A constellation of recent discussions relating to art and artifact collections management.

May screened some big episodes this month in the ongoing drama that composes the management of cultural patrimony. The story of the Met’s mummy repatriation, Warhol and Prince “collaboration”, and an art fraud Ponzi scheme.

And, because I always have to include law-related items…. Andy Warhol continues to provoke seismic polarization and divisive polemic decades after his death. The Supreme Court of the United States decided to part the choppy intellectual property waters and sided against the Andy Warhol Foundation in a case regarding the use of Lynn Goldsmith’s photo of Prince.

I tried to come to my own conclusion on this and found it complicated to unpack. The case will tsunami intellectual property law and potentially establish a historic precedent for fair use cases.
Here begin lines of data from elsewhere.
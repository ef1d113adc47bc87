//! Sentinel state, the masters listed in its `INFO` and the masters returned
//! by `SENTINEL MASTERS`.

use super::{Field, Node, Scalars, Value, gauge, record};
use crate::{
    registry::{Desc, Family, Kind, Registry},
    report::{Report, parse_fields},
};

pub(crate) const FIELDS: &[Field] = &[
    gauge(
        "sentinel_masters",
        "redis_sentinel_sentinel_masters",
        "Masters monitored by the sentinel.",
    ),
    gauge(
        "sentinel_tilt",
        "redis_sentinel_sentinel_tilt",
        "Whether the sentinel is in TILT mode.",
    ),
    gauge(
        "sentinel_running_scripts",
        "redis_sentinel_sentinel_running_scripts",
        "Scripts currently running.",
    ),
    gauge(
        "sentinel_scripts_queue_length",
        "redis_sentinel_sentinel_scripts_queue_length",
        "Scripts queued for execution.",
    ),
    gauge(
        "sentinel_simulate_failure_flags",
        "redis_sentinel_sentinel_simulate_failure_flags",
        "Failure simulation flags.",
    ),
];

const MASTER_LABELS: &[&str] = &["node_name", "node_address", "master_name", "master_address"];

const MASTER_STATUS: Desc = Desc {
    name: "redis_sentinel_master_status",
    help: "Master status as seen by the sentinel: ok 1, anything else 0.",
    kind: Kind::Gauge,
    labels: MASTER_LABELS,
};

const MASTER_SLAVES: Desc = Desc {
    name: "redis_sentinel_master_slaves",
    help: "Replicas of the master known to the sentinel.",
    kind: Kind::Gauge,
    labels: MASTER_LABELS,
};

const MASTER_SENTINELS: Desc = Desc {
    name: "redis_sentinel_master_sentinels",
    help: "Sentinels monitoring the master.",
    kind: Kind::Gauge,
    labels: MASTER_LABELS,
};

#[derive(Debug)]
pub(crate) struct Sentinel {
    scalars: Scalars,
    status: Family,
    slaves: Family,
    sentinels: Family,
}

impl Sentinel {
    pub(crate) fn new(registry: &Registry) -> Self {
        Self {
            scalars: Scalars::new(registry, FIELDS),
            status: registry.family(MASTER_STATUS),
            slaves: registry.family(MASTER_SLAVES),
            sentinels: registry.family(MASTER_SENTINELS),
        }
    }

    pub(crate) fn families(&self) -> Vec<&Family> {
        let mut families = self.scalars.families();
        families.extend([&self.status, &self.slaves, &self.sentinels]);
        families
    }

    pub(crate) fn apply(&self, node: &Node, report: &Report) {
        self.scalars.apply(node, report);

        for (key, value) in report {
            if !is_master_line(key) {
                continue;
            }
            let fields = parse_fields(value);
            let (Some(&name), Some(&address)) = (fields.get("name"), fields.get("address")) else {
                continue;
            };
            let labels = [node.name.as_str(), node.address.as_str(), name, address];

            if let Some(status) = fields.get("status") {
                record(&self.status, &labels, Value::Status("ok"), status);
            }
            if let Some(slaves) = fields.get("slaves") {
                record(&self.slaves, &labels, Value::Number, slaves);
            }
            if let Some(sentinels) = fields.get("sentinels") {
                record(&self.sentinels, &labels, Value::Number, sentinels);
            }
        }
    }
}

fn is_master_line(key: &str) -> bool {
    key.strip_prefix("master")
        .is_some_and(|n| !n.is_empty() && n.bytes().all(|b| b.is_ascii_digit()))
}

const INFO: Desc = Desc {
    name: "redis_sentinel_masters_info",
    help: "A master returned by SENTINEL MASTERS, always 1.",
    kind: Kind::Gauge,
    labels: &[
        "node_name",
        "node_address",
        "master_name",
        "ip",
        "port",
        "runid",
        "flags",
    ],
};

const ENUMERATED_LABELS: &[&str] = &["node_name", "node_address", "master_name"];

const NUM_SLAVES: Desc = Desc {
    name: "redis_sentinel_masters_num_slaves",
    help: "Replicas of a master returned by SENTINEL MASTERS.",
    kind: Kind::Gauge,
    labels: ENUMERATED_LABELS,
};

const NUM_OTHER_SENTINELS: Desc = Desc {
    name: "redis_sentinel_masters_num_other_sentinels",
    help: "Other sentinels monitoring a master returned by SENTINEL MASTERS.",
    kind: Kind::Gauge,
    labels: ENUMERATED_LABELS,
};

/// Families for sentinel master enumeration.
#[derive(Debug)]
pub(crate) struct Masters {
    info: Family,
    num_slaves: Family,
    num_other_sentinels: Family,
}

impl Masters {
    pub(crate) fn new(registry: &Registry) -> Self {
        Self {
            info: registry.family(INFO),
            num_slaves: registry.family(NUM_SLAVES),
            num_other_sentinels: registry.family(NUM_OTHER_SENTINELS),
        }
    }

    pub(crate) fn families(&self) -> Vec<&Family> {
        vec![&self.info, &self.num_slaves, &self.num_other_sentinels]
    }

    /// Each report holds the field/value pairs of one master.
    pub(crate) fn apply(&self, node: &Node, masters: &[Report]) {
        for master in masters {
            let Some(name) = master.get("name") else {
                continue;
            };
            let field = |f: &str| master.get(f).unwrap_or("unknown");
            // One series per master: a new runid or flags replace the old one.
            self.info.set_only(
                &[
                    node.name.as_str(),
                    node.address.as_str(),
                    name,
                    field("ip"),
                    field("port"),
                    field("runid"),
                    field("flags"),
                ],
                ENUMERATED_LABELS.len(),
                1.0,
            );

            let labels = [node.name.as_str(), node.address.as_str(), name];
            if let Some(raw) = master.get("num-slaves") {
                record(&self.num_slaves, &labels, Value::Number, raw);
            }
            if let Some(raw) = master.get("num-other-sentinels") {
                record(&self.num_other_sentinels, &labels, Value::Number, raw);
            }
        }
    }
}

#[cfg(test)]
mod tests {
    use super::*;
    use crate::collector::{
        Sink,
        tests::{live, sample, sentinel_node},
    };
    use crate::report;

    const NODE: &str = "node_name=\"watcher\",node_address=\"10.0.0.9:26379\"";

    #[test]
    fn master_lines() {
        assert!(is_master_line("master0"));
        assert!(!is_master_line("master_host"));
        assert!(!is_master_line("master"));
    }

    #[test]
    fn sentinel_info() {
        let (collectors, exposition) = live();
        let report = report::parse(
            "# Sentinel\r\n\
             sentinel_masters:2\r\n\
             sentinel_tilt:0\r\n\
             master0:name=mymaster,status=ok,address=10.0.0.1:6379,slaves=2,sentinels=3\r\n\
             master1:name=other,status=odown,address=10.0.0.5:6379,slaves=0,sentinels=3\r\n",
        );
        collectors
            .apply_report(&sentinel_node(), &report)
            .expect("apply failed");

        let get = |series: &str| sample(&exposition, series);
        assert_eq!(
            get(&format!("redis_sentinel_sentinel_masters{{{NODE}}}")).as_deref(),
            Some("2")
        );
        let mymaster = "master_name=\"mymaster\",master_address=\"10.0.0.1:6379\"";
        let other = "master_name=\"other\",master_address=\"10.0.0.5:6379\"";
        assert_eq!(
            get(&format!("redis_sentinel_master_status{{{NODE},{mymaster}}}")).as_deref(),
            Some("1")
        );
        assert_eq!(
            get(&format!("redis_sentinel_master_status{{{NODE},{other}}}")).as_deref(),
            Some("0")
        );
        assert_eq!(
            get(&format!("redis_sentinel_master_slaves{{{NODE},{mymaster}}}")).as_deref(),
            Some("2")
        );
        assert_eq!(
            get(&format!("redis_sentinel_master_sentinels{{{NODE},{other}}}")).as_deref(),
            Some("3")
        );
    }

    #[test]
    fn enumerated_masters() {
        let (collectors, exposition) = live();
        let master: Report = [
            ("name", "mymaster"),
            ("ip", "10.0.0.1"),
            ("port", "6379"),
            ("runid", "abc123"),
            ("flags", "master"),
            ("num-slaves", "2"),
            ("num-other-sentinels", "2"),
        ]
        .into_iter()
        .map(|(k, v)| (k.to_string(), v.to_string()))
        .collect();
        let nameless = Report::default();

        collectors
            .apply_masters(&sentinel_node(), &[master, nameless])
            .expect("apply failed");

        assert_eq!(
            sample(
                &exposition,
                &format!(
                    "redis_sentinel_masters_info{{{NODE},master_name=\"mymaster\",ip=\"10.0.0.1\",port=\"6379\",runid=\"abc123\",flags=\"master\"}}"
                )
            )
            .as_deref(),
            Some("1")
        );
        assert_eq!(
            sample(
                &exposition,
                &format!("redis_sentinel_masters_num_slaves{{{NODE},master_name=\"mymaster\"}}")
            )
            .as_deref(),
            Some("2")
        );
        assert_eq!(
            exposition
                .render()
                .lines()
                .filter(|l| l.starts_with("redis_sentinel_masters_info{"))
                .count(),
            1
        );
    }

    #[test]
    fn changed_flags_replace_master_series() {
        let (collectors, exposition) = live();
        let master = |flags: &str| -> Report {
            [("name", "mymaster"), ("ip", "10.0.0.1"), ("port", "6379"), ("flags", flags)]
                .into_iter()
                .map(|(k, v)| (k.to_string(), v.to_string()))
                .collect()
        };
        let node = sentinel_node();

        collectors
            .apply_masters(&node, &[master("master")])
            .expect("apply failed");
        collectors
            .apply_masters(&node, &[master("master,s_down")])
            .expect("apply failed");

        let rendered = exposition.render();
        let info: Vec<&str> = rendered
            .lines()
            .filter(|l| l.starts_with("redis_sentinel_masters_info{"))
            .collect();
        assert_eq!(info.len(), 1);
        assert!(info[0].contains("flags=\"master,s_down\""));
    }
}
#[cfg(test)]
pub(crate) mod tests {
    use rustc_hash::FxHashSet;

    use super::*;
    use crate::report;

    pub(crate) fn standalone() -> Node {
        Node {
            name: "cache".into(),
            address: "10.0.0.1:6379".into(),
            role: Role::Standalone,
        }
    }

    pub(crate) fn sentinel_node() -> Node {
        Node {
            name: "watcher".into(),
            address: "10.0.0.9:26379".into(),
            role: Role::Sentinel,
        }
    }

    /// Registered collectors for a fresh registry, with their exposition.
    pub(crate) fn live() -> (Collectors, Exposition) {
        let exposition = Exposition::new();
        let collectors = Collectors::new(&Registry::new(1));
        collectors
            .register_all(&exposition)
            .expect("registration failed");
        (collectors, exposition)
    }

    /// The rendered sample line for `series`, e.g.
    /// `redis_server_up{node_name="cache",node_address="10.0.0.1:6379"}`.
    pub(crate) fn sample(exposition: &Exposition, series: &str) -> Option<String> {
        exposition
            .render()
            .lines()
            .find_map(|l| l.strip_prefix(series)?.strip_prefix(' ').map(str::to_string))
    }

    pub(crate) const NODE: &str = "node_name=\"cache\",node_address=\"10.0.0.1:6379\"";

    #[test]
    fn family_names_are_unique() {
        let collectors = Collectors::new(&Registry::new(1));
        let mut seen = FxHashSet::default();
        for family in collectors.families() {
            assert!(
                seen.insert(family.desc().name),
                "duplicate family {}",
                family.desc().name
            );
        }
    }

    #[test]
    fn writes_before_registration_are_refused() {
        let collectors = Collectors::new(&Registry::new(3));
        let node = standalone();
        assert_eq!(
            collectors.apply_report(&node, &Report::default()),
            Err(Error::NotRegistered(3))
        );
        assert_eq!(collectors.liveness(&node, true), Err(Error::NotRegistered(3)));
    }

    #[test]
    fn register_unregister_register_again() {
        let exposition = Exposition::new();
        let old = Collectors::new(&Registry::new(1));
        old.register_all(&exposition).expect("registration failed");

        let new = Collectors::new(&Registry::new(2));
        assert!(matches!(
            new.register_all(&exposition),
            Err(Error::Registry(registry::Error::Duplicate(_)))
        ));
        // The failed attempt must not have removed the old epoch's families.
        assert_eq!(exposition.live_epoch(), Some(1));
        assert_eq!(exposition.len(), old.families().len());

        assert!(old.unregister_all(&exposition));
        assert!(exposition.is_empty());
        new.register_all(&exposition).expect("re-registration failed");
        assert_eq!(exposition.live_epoch(), Some(2));

        let node = standalone();
        assert_eq!(
            old.apply_report(&node, &Report::default()),
            Err(Error::NotRegistered(1))
        );
        assert!(!old.unregister_all(&exposition));
    }

    #[test]
    fn replace_hands_over_every_family() {
        let exposition = Exposition::new();
        let old = Collectors::new(&Registry::new(1));
        old.register_all(&exposition).expect("registration failed");

        let new = Collectors::new(&Registry::new(2));
        new.replace(&old, &exposition).expect("replace failed");
        assert_eq!(exposition.live_epoch(), Some(2));
        assert_eq!(exposition.len(), new.families().len());

        let node = standalone();
        assert_eq!(old.liveness(&node, true), Err(Error::NotRegistered(1)));
        new.liveness(&node, true).expect("liveness failed");

        // The old epoch is gone, a second hand over from it must fail.
        let third = Collectors::new(&Registry::new(3));
        assert!(matches!(
            third.replace(&old, &exposition),
            Err(Error::Registry(registry::Error::NotLive(_)))
        ));
    }

    #[test]
    fn totals_follow_a_reset() {
        let (collectors, exposition) = live();
        let node = standalone();
        collectors
            .apply_report(
                &node,
                &report::parse("total_commands_processed:1000\r\ncmdstat_get:calls=50,usec=500\r\n"),
            )
            .expect("apply failed");
        collectors
            .apply_report(
                &node,
                &report::parse("total_commands_processed:5\r\ncmdstat_get:calls=1,usec=10\r\n"),
            )
            .expect("apply failed");

        assert_eq!(
            sample(
                &exposition,
                &format!("redis_stats_total_commands_processed{{{NODE}}}")
            )
            .as_deref(),
            Some("5")
        );
        assert_eq!(
            sample(
                &exposition,
                &format!("redis_commandstats_calls{{{NODE},cmd=\"get\"}}")
            )
            .as_deref(),
            Some("1")
        );
    }

    #[test]
    fn liveness_per_role() {
        let (collectors, exposition) = live();
        collectors
            .liveness(&standalone(), false)
            .expect("liveness failed");
        collectors
            .liveness(&sentinel_node(), true)
            .expect("liveness failed");

        assert_eq!(
            sample(&exposition, &format!("redis_server_up{{{NODE}}}")).as_deref(),
            Some("0")
        );
        assert_eq!(
            sample(
                &exposition,
                "redis_sentinel_up{node_name=\"watcher\",node_address=\"10.0.0.9:26379\"}"
            )
            .as_deref(),
            Some("1")
        );
    }

    #[test]
    fn down_report_records_nothing() {
        let (collectors, exposition) = live();
        collectors
            .apply_report(&standalone(), &Report::down())
            .expect("apply failed");
        assert_eq!(exposition.render(), "");
    }

    #[test]
    fn malformed_values_are_skipped() {
        let (collectors, exposition) = live();
        let report = report::parse("connected_clients:many\r\nblocked_clients:2\r\n");
        collectors
            .apply_report(&standalone(), &report)
            .expect("apply failed");
        assert_eq!(
            sample(
                &exposition,
                &format!("redis_clients_connected_clients{{{NODE}}}")
            ),
            None
        );
        assert_eq!(
            sample(&exposition, &format!("redis_clients_blocked_clients{{{NODE}}}")).as_deref(),
            Some("2")
        );
    }

    #[test]
    fn sections_follow_role() {
        let (collectors, exposition) = live();
        let report = report::parse("used_memory:1024\r\nconnected_clients:4\r\n");
        collectors
            .apply_report(&sentinel_node(), &report)
            .expect("apply failed");
        let rendered = exposition.render();
        assert!(rendered.contains("redis_clients_connected_clients"));
        assert!(!rendered.contains("redis_memory_used_memory"));
    }

    #[test]
    fn value_kinds() {
        assert_eq!(Value::Number.parse(" 1.5 "), Some(1.5));
        assert_eq!(Value::Number.parse("x"), None);
        assert_eq!(Value::Status("ok").parse("ok"), Some(1.0));
        assert_eq!(Value::Status("ok").parse("err"), Some(0.0));
        let roles = Value::Enum(&[("master", 0.0), ("slave", 1.0)], Some(-1.0));
        assert_eq!(roles.parse("slave"), Some(1.0));
        assert_eq!(roles.parse("sentinel"), Some(-1.0));
        let strict = Value::Enum(&[("master", 0.0)], None);
        assert_eq!(strict.parse("sentinel"), None);
    }
}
My investigation sourced some interesting opinions and analysis beyond basic reporting on the case but never really offered me a clear-cut opinion.

From Scotus Blog, Independent News and Analysis which focuses on the majority opinion written by Justice Sonia Sotomayor.

Sotomayor’s opinion characterizes the “fair use” defense as a central part of the copyright law’s “balancing act between creativity and availability.” For her, the first factor, the “character” of the later use, “relates to the problem of substitution,” and thus does not protect the later “use of an original work to achieve a purpose that is the same as, or highly similar to, that of the original work.” When the later work will “substitute for” or “supplant” the original work, as here, that factor cuts against the fairness of the later use.

This National Review take focuses on the vehemently dissenting Justice Elena Kagan’s opinion.

For it is not just that the majority does not realize how much Warhol added; it is that the majority does not care. In adopting that posture of indifference, the majority does something novel (though in law, unlike in art, it is rarely a good thing to be transformative).

Separately…

The majority holds that because Warhol licensed his work to a magazine—as Goldsmith sometimes also did—the first factor goes against him. It does not matter how different the Warhol is from the original photo—how much “new expression, meaning, or message” he added. It does not matter that the silkscreen and the photo do not have the same aesthetic characteristics and do not convey the same meaning. It does not matter that because of those dissimilarities, the magazine publisher did not view the one as a substitute for the other. All that matters is that Warhol and the publisher entered into a licensing transaction, similar to one Goldsmith might have done. Because the artist had such a commercial purpose, all the creativity in the world could not save him.

The significance of the case stems from the fact that the majority opinion focused not on the transformative nature of Warhol’s work but on the fact that he licensed the image.

But in that case, there goes the basic notion behind appropriation art — that appropriation works because it does so little to alter its source.

This latter quote originates in the New York Times opinion questioning if the decision will hurt artists. It certainly leans toward the dissenting argument, and I do too. The reason is that Kagan’s written retort is inspired and even exciting prose. She dunks on her colleagues – with no interest in political affiliation – in favor of artistic practice.

More Good Kagan quotes:

“He reframed and reformulated—in a word, transformed—images created first by others. Campbell’s soup cans and Brillo boxes. Photos of celebrity icons: Marilyn, Elvis, Jackie, Liz—and, as most relevant here, Prince. That’s how Warhol earned his conspicuous place in every college’s Art History 101,” Kagan wrote, joined by Chief Justice John Roberts. 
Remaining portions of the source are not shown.